This was the first design we developed, after being introduced to tools for identifying protein-protein interactions by our supervisor. Here we found the split-ubiquitin based Membrane Yeast Two-Hybrid method (MYTH) , where two different proteins of interest are fused to one half of a modified ubiquitin molecule each. The modifications made to the two halves of ubiquitin renders them unable to spontaneously bind to each other and reconstitute, without first being brought into close proximity of each other by another protein. This means that if the proteins of interest, that the ubiquitin halves are fused to, have a natural affinity for each other and consequently associate, the ubiquitin halves will also associate on the intracellular side of the membrane and reconstitute, as they’re being brought closer together by the association on the extracellular side. This suits our purposes perfectly, as we already know that the interleukin receptor parts that we’re using have a natural affinity for each other in the native setting (and of course in the presence of the fitting interleukin). Thus, by fusing ubiquitin to each of our receptors, we know that an extracellular association will result in an intracellular reconstitution of ubiquitin.

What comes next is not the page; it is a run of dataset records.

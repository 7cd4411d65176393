use std::sync::Arc;

use crate::application::device_middleware::DEVICE_ID_HEADER;
use crate::application::http::chat::router::chat_routes;
use crate::application::http::health::health_routes;
use crate::application::http::identity::router::identity_routes;
use crate::application::http::localization::router::localization_routes;
use crate::application::http::medication::router::medication_routes;
use crate::application::http::preferences::router::preferences_routes;
use crate::application::http::server::app_state::AppState;
use crate::application::http::server::openapi::ApiDoc;
use crate::args::Args;

use axum::Router;
use axum::http::header::{ACCEPT, ACCEPT_LANGUAGE, AUTHORIZATION, CONTENT_LENGTH, CONTENT_TYPE};
use axum::http::{HeaderName, HeaderValue, Method};
use axum::routing::get;
use axum_prometheus::PrometheusMetricLayer;
use kurdmed_core::{
    application::{create_identity_provider, create_preferences, create_service, create_translator},
    domain::common::KurdMedConfig,
};
use tower_http::cors::CorsLayer;
use tracing::{debug, info_span};
use utoipa::OpenApi;
use utoipa_rapidoc::RapiDoc;
use utoipa_redoc::{Redoc, Servable};
use utoipa_scalar::{Scalar, Servable as ScalarServable};
use utoipa_swagger_ui::SwaggerUi;

pub async fn state(args: Arc<Args>) -> Result<AppState, anyhow::Error> {
    let config = KurdMedConfig::from(args.as_ref().clone());

    let service = create_service(config.clone()).await?;
    let translator = create_translator(&config.storage).await?;
    let preferences = create_preferences(&config.storage).await?;
    let identity_provider = create_identity_provider(&config);

    Ok(AppState::new(
        args,
        service,
        translator,
        preferences,
        identity_provider,
    ))
}

///  Returns the [`Router`] of this application.
pub fn router(state: AppState) -> Result<Router, anyhow::Error> {
    let trace_layer = tower_http::trace::TraceLayer::new_for_http().make_span_with(
        |request: &axum::extract::Request| {
            let uri: String = request.uri().to_string();
            info_span!("http_request", method = ?request.method(), uri)
        },
    );

    let allowed_origins = state
        .args
        .server
        .allowed_origins
        .iter()
        .map(|origin| HeaderValue::from_str(origin))
        .collect::<Result<Vec<HeaderValue>, _>>()?;

    debug!("Allowed origins: {:?}", allowed_origins);

    let cors = CorsLayer::new()
        .allow_methods([Method::GET, Method::POST, Method::PUT, Method::OPTIONS])
        .allow_origin(allowed_origins)
        .allow_headers([
            AUTHORIZATION,
            CONTENT_TYPE,
            CONTENT_LENGTH,
            ACCEPT,
            ACCEPT_LANGUAGE,
            HeaderName::from_static(DEVICE_ID_HEADER),
        ])
        .allow_credentials(true);

    let (prometheus_layer, metric_handle) = PrometheusMetricLayer::pair();

    let mut openapi = ApiDoc::openapi();
    let mut paths = openapi.paths.clone();
    paths.paths = openapi
        .paths
        .paths
        .into_iter()
        .map(|(path, item)| (format!("{}{path}", state.args.server.root_path), item))
        .collect();
    openapi.paths = paths;

    let root_path = state.args.server.root_path.clone();
    let api_docs_url = format!("{}/api-docs/openapi.json", root_path);

    let router = axum::Router::new()
        .merge(Scalar::with_url(
            format!("{}/scalar", root_path),
            openapi.clone(),
        ))
        .merge(
            SwaggerUi::new(format!("{}/swagger-ui", root_path))
                .url(api_docs_url.clone(), openapi.clone()),
        )
        .merge(Redoc::with_url(format!("{}/redoc", root_path), openapi))
        .merge(RapiDoc::new(api_docs_url).path(format!("{}/rapidoc", root_path)))
        .merge(health_routes(&root_path))
        .merge(localization_routes(state.clone()))
        .merge(identity_routes(state.clone()))
        .merge(preferences_routes(state.clone()))
        .merge(medication_routes(state.clone()))
        .merge(chat_routes(state.clone()))
        .route(
            &format!("{}/metrics", root_path),
            get(|| async move { metric_handle.render() }),
        )
        .layer(trace_layer)
        .layer(cors)
        .layer(prometheus_layer)
        .with_state(state);
    Ok(router)
}
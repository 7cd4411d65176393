pub mod services;
pub mod value_objects;

pub use services::Translator;
pub use value_objects::Language;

At the same time as we fuse the two halves of ubiquitin to our two receptor proteins, we fuse a transcription factor to the C-terminal part of ubiquitin. As ubiquitin is recognized by deubiquitinating enzymes upon reconstitution, this means that the deubiquitinating enzymes will cleave off the transcription factor bound to ubiquitin, resulting in the release of the free transcription factor into the cytosol and ultimately the cell nucleus, where it can exert its effect.

For our purposes, we’ve using a synthetic transcription factor developed by Dossani, Z. Y. et al. 2018. This consists of the bacterial LexA DNA binding protein, fused with the viral activator domain VP16. A corresponding hybrid promoter with operator regions replaced with sequences that are recognized by LexA is also used, to avoid transcription of yeast-native genes and ensure orthogonality .

However, as mentioned in the project description page, the concentrations of interleukins found in sweat are rather low, and as of now, this design has no real signal amplification step. On the other hand, this tried and tested method is a good, secure base to start working from.
Under normal circumstances we would’ve tested our design in the wet lab to gauge the importance of amplification at this point, or waited for the dry lab results to see if they confirmed our suspicions, but due to the restrictions in the lab we instead decided to re-think our design from the get-go. This meant that the next step for us would be to make another design, now with preferably more amplification.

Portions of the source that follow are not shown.